I believe each physician should have the right to look at the thousands of articles on this infection, such as this one on tigecycline, like no guideline writer could possibly do, and should be free to treat short, moderately or long. It is a decision between the physician and the patient, and this obvious position took years to become accepted by the New York State board of medicine after torturing many physicians struggling with this nasty infection. Indeed, an infection that I feel usually does not exist alone in people, particularly with two-three deer tick bites.

This article below is one that supports a longer type treatment. It does not mention Babesia or Bartonella or other deer tick infections, but it reports a solid dose of a very strong antibiotic clearly failed. Other physicians quote effective short treatment articles and feel all Lyme is killed in weeks of treatment. Most physicians and specifically authors of a wide range of guideline positions on “Lyme alone” infections seem to agree treatment should be very fast.

Ineffectiveness of tigecycline against persistent Borrelia burgdorferi [Lyme disease bacteria].

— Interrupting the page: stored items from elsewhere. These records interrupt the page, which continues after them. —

//! Shared utilities for the campus events backend.
//!
//! This crate provides functionality used across all other crates:
//! - Secret hashing with Argon2id and secure secret generation
//! - External ID normalization
//! - Common validation logic

pub mod identifiers;
pub mod secret;
pub mod validation;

The effectiveness of a new first-in-class antibiotic, tigecycline (glycylcycline), was evaluated during the early dissemination (1 week), early immune (3 weeks), or late persistent (4 months) phases of Borrelia burgdorferi infection in C3H mice. Mice were treated with high or low doses of tigecycline, saline (negative-effect controls), or a previously published regimen of ceftriaxone (positive-effect controls). Infection status was assessed at 3 months after treatment by culture, quantitative ospA real-time PCR, and subcutaneous transplantation of joint and heart tissue into SCID mice. Tissues from all saline-treated mice were culture and ospA PCR positive, tissues from all antibiotic-treated mice were culture negative, and some of the tissues from most of the mice treated with antibiotics were ospA PCR positive, although the DNA marker load was markedly decreased compared to that in saline-treated mice. Antibiotic treatment during the early stage of infection appeared to be more effective than treatment that began during later stages of infection. The viability of noncultivable spirochetes in antibiotic-treated mice (demonstrable by PCR) was confirmed by transplantation of tissue allografts from treated mice into SCID mice, with dissemination of spirochetal DNA to multiple recipient tissues, and by xenodiagnosis, including acquisition by ticks, transmission by ticks to SCID mice, and survival through molting into nymphs and then into adults. Furthermore, PCR-positive heart base tissue from antibiotic-treated mice revealed RNA transcription of several B. burgdorferi genes. These results extended previous studies with ceftriaxone, indicating that antibiotic treatment is unable to clear persisting spirochetes, which remain viable and infectious, but are nondividing or slowly dividing.

Antimicrob Agents Chemother. 2010 Feb;54(2):643-51. Epub 2009 Dec 7.

Barthold SW, Hodzic E, Imai DM, Feng S, Yang X, Luft BJ.